The Plight of Anglo-Catholics

I'm not sure how many readers of this blog are interested, but here is an interesting piece on the situation of Anglo-Catholics since the establishment of the Ordinariate. One word summary: untenable. The author is addressing the Church of England, but what he says is broadly applicable to American Episcopalians of Catholic inclination as well. 

I thought the Anglo-Catholic position was untenable thirty or more years ago, when I was wrestling with the idea of turning to Rome. You can't reasonably or in any substantial way consider yourself to be Catholic without being part of a body which as a whole believes itself to be Catholic, because it is a pretty clear and fundamental aspect of historical Christianity, both Western and Eastern, that the Church is a visible body. The Roman Catholic Church and various Orthodox communions may disagree about what constitutes that body and who is or is not part of it, but they agree that it is something more than mere like-mindedness cutting across boundaries which are held to be insignificant in comparison.
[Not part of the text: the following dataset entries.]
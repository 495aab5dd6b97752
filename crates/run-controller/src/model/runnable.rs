//! Runnable: the backend-addressable descriptor for one execution attempt.

use std::collections::{BTreeMap, BTreeSet};

use serde::{Deserialize, Serialize};
use serde_json::Value;

use super::{Credentials, SpecMap};
use crate::lifecycle::RunState;

/// Environment variable definition.
#[derive(Debug, Clone, PartialEq, Eq, Serialize, Deserialize)]
pub struct CoreEnv {
    pub name: String,
    pub value: String,
}

impl CoreEnv {
    pub fn new(name: impl Into<String>, value: impl Into<String>) -> Self {
        Self {
            name: name.into(),
            value: value.into(),
        }
    }
}

#[derive(Debug, Clone, Default, PartialEq, Eq, Serialize, Deserialize)]
pub struct ResourceQuantity {
    #[serde(default, skip_serializing_if = "Option::is_none")]
    pub requests: Option<String>,
    #[serde(default, skip_serializing_if = "Option::is_none")]
    pub limits: Option<String>,
}

/// Compute resources requested for the main container.
#[derive(Debug, Clone, Default, PartialEq, Eq, Serialize, Deserialize)]
pub struct CoreResource {
    #[serde(default, skip_serializing_if = "Option::is_none")]
    pub cpu: Option<ResourceQuantity>,
    #[serde(default, skip_serializing_if = "Option::is_none")]
    pub mem: Option<ResourceQuantity>,
    #[serde(default, skip_serializing_if = "Option::is_none")]
    pub gpu: Option<ResourceQuantity>,
}

#[derive(Debug, Clone, Copy, PartialEq, Eq, Serialize, Deserialize)]
#[serde(rename_all = "snake_case")]
pub enum VolumeType {
    PersistentVolumeClaim,
    EmptyDir,
    ConfigMap,
    Secret,
}

#[derive(Debug, Clone, PartialEq, Serialize, Deserialize)]
pub struct CoreVolume {
    pub volume_type: VolumeType,
    pub name: String,
    pub mount_path: String,
    #[serde(default)]
    pub spec: SpecMap,
}

/// Remote source fetched into the build context.
#[derive(Debug, Clone, PartialEq, Eq, Serialize, Deserialize)]
pub struct ContextRef {
    pub protocol: String,
    pub source: String,
    pub destination: String,
}

impl ContextRef {
    /// Derive a reference from a URI; the destination is the last path segment.
    pub fn from_uri(uri: &str) -> Option<Self> {
        let (protocol, rest) = uri.split_once("://")?;
        let destination = rest
            .rsplit('/')
            .find(|segment| !segment.is_empty())
            .unwrap_or(rest)
            .to_string();
        Some(Self {
            protocol: protocol.to_string(),
            source: uri.to_string(),
            destination,
        })
    }
}

/// Inline source file shipped base64-encoded.
#[derive(Debug, Clone, PartialEq, Eq, Serialize, Deserialize)]
pub struct ContextSource {
    pub name: String,
    pub base64: String,
}

/// Container-level settings shared by every workload kind.
#[derive(Debug, Clone, Default, PartialEq, Serialize, Deserialize)]
pub struct ContainerTemplate {
    pub image: String,
    #[serde(default)]
    pub command: Option<String>,
    #[serde(default)]
    pub args: Vec<String>,
    #[serde(default)]
    pub envs: Vec<CoreEnv>,
    /// Project secret name to the keys exposed from it.
    #[serde(default)]
    pub secrets: BTreeMap<String, BTreeSet<String>>,
    #[serde(default)]
    pub resources: Option<CoreResource>,
    #[serde(default)]
    pub volumes: Vec<CoreVolume>,
    #[serde(default)]
    pub node_selector: BTreeMap<String, String>,
    #[serde(default)]
    pub affinity: Option<Value>,
    #[serde(default)]
    pub tolerations: Vec<Value>,
    #[serde(default)]
    pub runtime_class: Option<String>,
    #[serde(default)]
    pub priority_class: Option<String>,
    #[serde(default)]
    pub run_as_user: Option<i64>,
    #[serde(default)]
    pub run_as_group: Option<i64>,
    #[serde(default)]
    pub fs_group: Option<i64>,
    #[serde(default)]
    pub labels: BTreeMap<String, String>,
    /// Named profile applied by the platform.
    #[serde(default)]
    pub template: Option<String>,
    #[serde(default)]
    pub context_refs: Vec<ContextRef>,
    #[serde(default)]
    pub context_sources: Vec<ContextSource>,
}

impl ContainerTemplate {
    pub fn has_context(&self) -> bool {
        !self.context_refs.is_empty() || !self.context_sources.is_empty()
    }
}

#[derive(Debug, Clone, Default, PartialEq, Eq, Serialize, Deserialize)]
pub struct JobWorkload {
    #[serde(default)]
    pub backoff_limit: Option<i32>,
}

#[derive(Debug, Clone, Default, PartialEq, Eq, Serialize, Deserialize)]
pub struct CronJobWorkload {
    pub schedule: String,
    #[serde(default)]
    pub backoff_limit: Option<i32>,
}

#[derive(Debug, Clone, Default, PartialEq, Eq, Serialize, Deserialize)]
pub struct DeploymentWorkload {
    #[serde(default)]
    pub replicas: Option<i32>,
}

#[derive(Debug, Clone, Copy, Default, PartialEq, Eq, Serialize, Deserialize)]
pub enum ServiceType {
    ClusterIP,
    #[default]
    NodePort,
    LoadBalancer,
}

impl ServiceType {
    pub fn as_str(self) -> &'static str {
        match self {
            ServiceType::ClusterIP => "ClusterIP",
            ServiceType::NodePort => "NodePort",
            ServiceType::LoadBalancer => "LoadBalancer",
        }
    }
}

#[derive(Debug, Clone, PartialEq, Eq, Serialize, Deserialize)]
pub struct ServePort {
    pub port: i32,
    pub target_port: i32,
}

#[derive(Debug, Clone, Default, PartialEq, Eq, Serialize, Deserialize)]
pub struct ServeWorkload {
    #[serde(default)]
    pub replicas: Option<i32>,
    #[serde(default)]
    pub service_ports: Vec<ServePort>,
    #[serde(default)]
    pub service_type: ServiceType,
}

#[derive(Debug, Clone, Default, PartialEq, Serialize, Deserialize)]
pub struct CustomResourceWorkload {
    pub api_group: String,
    pub api_version: String,
    pub kind: String,
    pub plural: String,
    #[serde(default)]
    pub name: Option<String>,
    #[serde(default)]
    pub spec: SpecMap,
    #[serde(default)]
    pub requires_secret: bool,
}

impl CustomResourceWorkload {
    /// `group/version` as submitted to the API server.
    pub fn api_version_string(&self) -> String {
        if self.api_group.is_empty() {
            self.api_version.clone()
        } else {
            format!("{}/{}", self.api_group, self.api_version)
        }
    }
}

#[derive(Debug, Clone, Default, PartialEq, Eq, Serialize, Deserialize)]
pub struct BuildWorkload {
    pub dockerfile: String,
    #[serde(default)]
    pub backoff_limit: Option<i32>,
    /// Image reference pushed by the build, set once submitted.
    #[serde(default)]
    pub destination: Option<String>,
}

/// Workload-specific part of a runnable; selects the framework.
#[derive(Debug, Clone, PartialEq, Serialize, Deserialize)]
#[serde(rename_all = "snake_case")]
pub enum Workload {
    Job(JobWorkload),
    CronJob(CronJobWorkload),
    Deployment(DeploymentWorkload),
    Serve(ServeWorkload),
    CustomResource(CustomResourceWorkload),
    Build(BuildWorkload),
}

impl Default for Workload {
    fn default() -> Self {
        Workload::Job(JobWorkload::default())
    }
}

impl Workload {
    pub fn framework(&self) -> &'static str {
        match self {
            Workload::Job(_) => "k8sjob",
            Workload::CronJob(_) => "k8scronjob",
            Workload::Deployment(_) => "k8sdeployment",
            Workload::Serve(_) => "k8sserve",
            Workload::CustomResource(_) => "k8scr",
            Workload::Build(_) => "k8sbuild",
        }
    }
}

/// Log lines collected from one pod container.
#[derive(Debug, Clone, PartialEq, Eq, Serialize, Deserialize)]
pub struct PodLog {
    pub pod: String,
    pub container: String,
    pub value: String,
}

/// Usage sample for one pod from the metrics API.
#[derive(Debug, Clone, PartialEq, Serialize, Deserialize)]
pub struct PodMetric {
    pub pod: String,
    #[serde(default)]
    pub timestamp: Option<String>,
    #[serde(default)]
    pub window: Option<String>,
    #[serde(default)]
    pub containers: Vec<Value>,
}

/// Ephemeral execution descriptor for one run attempt.
#[derive(Debug, Clone, Default, PartialEq, Serialize, Deserialize)]
pub struct Runnable {
    /// Same as the run id.
    pub id: String,
    pub project: String,
    pub runtime: String,
    pub task: String,
    #[serde(default)]
    pub state: RunState,
    #[serde(default)]
    pub error: Option<String>,
    #[serde(default)]
    pub message: Option<String>,
    #[serde(default)]
    pub results: BTreeMap<String, Value>,
    #[serde(default)]
    pub logs: Vec<PodLog>,
    #[serde(default)]
    pub metrics: Vec<PodMetric>,
    #[serde(default)]
    pub credentials: Credentials,
    /// Ambient configuration injected into every container.
    #[serde(default)]
    pub configurations: BTreeMap<String, String>,
    #[serde(default)]
    pub container: ContainerTemplate,
    #[serde(default)]
    pub workload: Workload,
}

impl Runnable {
    pub fn framework(&self) -> &'static str {
        self.workload.framework()
    }

    /// Record a failure on the runnable.
    pub fn fail(&mut self, message: impl Into<String>) {
        let message = message.into();
        self.state = RunState::Error;
        self.error = Some(message.clone());
        self.message = Some(message);
    }
}

#[cfg(test)]
mod tests {
    use super::*;

    #[test]
    fn framework_follows_workload() {
        let mut runnable = Runnable::default();
        assert_eq!(runnable.framework(), "k8sjob");

        runnable.workload = Workload::Serve(ServeWorkload::default());
        assert_eq!(runnable.framework(), "k8sserve");

        runnable.workload = Workload::CronJob(CronJobWorkload {
            schedule: "*/5 * * * *".into(),
            backoff_limit: None,
        });
        assert_eq!(runnable.framework(), "k8scronjob");
    }

    #[test]
    fn context_ref_from_uri() {
        let reference = ContextRef::from_uri("git://github.com/org/repo").unwrap();
        assert_eq!(reference.protocol, "git");
        assert_eq!(reference.destination, "repo");
        assert!(ContextRef::from_uri("main.py").is_none());
    }

    #[test]
    fn fail_sets_error_state() {
        let mut runnable = Runnable::default();
        runnable.fail("boom");
        assert_eq!(runnable.state, RunState::Error);
        assert_eq!(runnable.error.as_deref(), Some("boom"));
        assert_eq!(runnable.message.as_deref(), Some("boom"));
    }

    #[test]
    fn custom_resource_api_version() {
        let cr = CustomResourceWorkload {
            api_group: "serving.kserve.io".into(),
            api_version: "v1beta1".into(),
            ..CustomResourceWorkload::default()
        };
        assert_eq!(cr.api_version_string(), "serving.kserve.io/v1beta1");
    }
}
I'm not sure that Anglo-Catholicism ever was tenable, because I think Anglicanism was always fundamentally Protestant. But if it was tenable, it was to the degree that corporate reunion with Rome was something for which it could reasonably hope. That time is past. The absolute best that a Catholic party in either the Church of England or the Episcopal Church can hope for is to be tolerated, and not required to formally affirm teachings which it cannot accept.

So it seems to me that a self-styled Catholic who chooses to remain in one of those churches, not for some overriding and extenuating personal reason, but for theological reasons, declares himself thereby to be Protestant, albeit with Catholic sympathies. Or else is in the position of trying to assert that his faction within a larger and non-Catholic body is actually the Catholic Church.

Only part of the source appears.